In 1938, Harvard scientists started tracking the health of nearly 240 of the university’s sophomores. Today, over 80 years later, the Study of Adult Development spans generations and is the longest of its kind. It concludes that close, positive relationships make for a better life.
“Those ties protect people from life’s discontents, help to delay mental and physical decline, and are better predictors of long and happy lives than social class, IQ, or even genes,” reads a 2017 article by The Harvard Gazette.
Spending time with people who share similar values and cheer on personal growth can help ease stress—and might even provide a slight boost to physical health.
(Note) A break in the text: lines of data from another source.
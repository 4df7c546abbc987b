use std::any::Any;
use std::future::Future;
use std::sync::Arc;

use crate::dispatch::{Dispatcher, IntentPayload};
use crate::store::StateStore;
use crate::value::{StateValue, SubscriptionId};

/// The portal engine: one state tree plus one intent bus.
///
/// Everything the rendering layer does goes through three path-based
/// primitives:
/// - `get(path)` reads state (zero-copy slot handle),
/// - `emit(path, payload)` raises an intent routed to its handler(s),
/// - `subscribe(pattern)` observes state writes.
///
/// The portal application registers its handlers at startup; platforms
/// never mutate state directly.
pub struct Engine {
    store: Arc<StateStore>,
    bus: Dispatcher,
}

impl Engine {
    pub fn new() -> Self {
        Self {
            store: Arc::new(StateStore::new()),
            bus: Dispatcher::new(),
        }
    }

    // ====================================================================
    // State reads
    // ====================================================================

    /// Slot at `path`, if set.
    pub fn get(&self, path: &str) -> Option<StateValue> {
        self.store.get(path)
    }

    /// Downcast-and-clone convenience read.
    pub fn get_cloned<T: Any + Clone>(&self, path: &str) -> Option<T> {
        self.store.get_cloned(path)
    }

    /// Entries strictly below `prefix`, in path order.
    pub fn scan(&self, prefix: &str) -> Vec<(String, StateValue)> {
        self.store.scan(prefix)
    }

    pub fn contains(&self, path: &str) -> bool {
        self.store.contains(path)
    }

    pub fn len(&self) -> usize {
        self.store.len()
    }

    pub fn is_empty(&self) -> bool {
        self.store.is_empty()
    }

    pub fn snapshot(&self) -> Vec<(String, StateValue)> {
        self.store.snapshot()
    }

    // ====================================================================
    // Intents
    // ====================================================================

    /// Raise an intent and wait until every matching handler finished.
    /// Unhandled intents are dropped silently.
    pub async fn emit<T: Any + Send + Sync>(&self, path: &str, payload: T) {
        self.bus
            .dispatch(path, Arc::new(payload), Arc::clone(&self.store))
            .await;
    }

    /// Raise an intent whose payload is already shared.
    pub async fn emit_shared(&self, path: &str, payload: IntentPayload) {
        self.bus.dispatch(path, payload, Arc::clone(&self.store)).await;
    }

    /// Register an async intent handler under a pattern (`+`/`#` wildcards
    /// as in subscriptions).
    pub fn on<F, Fut>(&self, pattern: &str, handler: F)
    where
        F: Fn(String, IntentPayload, Arc<StateStore>) -> Fut + Send + Sync + 'static,
        Fut: Future<Output = ()> + Send + 'static,
    {
        self.bus.on(pattern, handler);
    }

    /// Whether any handler would fire for this concrete intent path.
    pub fn handles(&self, path: &str) -> bool {
        self.bus.accepts(path)
    }

    // ====================================================================
    // Subscriptions
    // ====================================================================

    /// Observe state writes matching `pattern`. Fires synchronously on the
    /// writing thread, after the value is in the tree.
    pub fn subscribe<F>(&self, pattern: &str, handler: F) -> SubscriptionId
    where
        F: Fn(&str, &StateValue) + Send + Sync + 'static,
    {
        self.store.subscribe(pattern, handler)
    }

    pub fn unsubscribe(&self, id: SubscriptionId) -> bool {
        self.store.unsubscribe(id)
    }

    // ====================================================================
    // Plumbing
    // ====================================================================

    /// Shared handle to the underlying state tree, for handlers registered
    /// outside `on` (the host bridge, tests).
    pub fn store(&self) -> Arc<StateStore> {
        Arc::clone(&self.store)
    }
}

impl Default for Engine {
    fn default() -> Self {
        Self::new()
    }
}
On the other hand, investing energy in negative or draining relationships can significantly impact confidence and overall mental well-being. Curating an inner circle with the same attention one would give to a social feed can make a noticeable difference.
Habit pairing
Habit pairing is a wellness trick that takes minimal effort but delivers fabulous results. Rather than creating an entirely new routine, a small positive habit is simply attached to something already done daily.
For example, doing a wall sit while brushing your teeth provides a guaranteed daily mini-workout. A few quick affirmations during a skincare routine or a call to a grandparent on the commute home are other easy ways to sneak positive habits into everyday life.
A 2010 study in the European Journal of Social Psychology says that performing a behaviour consistently in the same context helps it become automatic, which is why pairing a new habit with an existing one can be so effective. Over time, the add-on becomes as natural as the original habit.
Mental well-being isn’t about perfection—it’s about finding small moments that make life feel a bit calmer and warmer. Simple things, from a gratitude journal to a favourite playlist, can give just the small boost needed.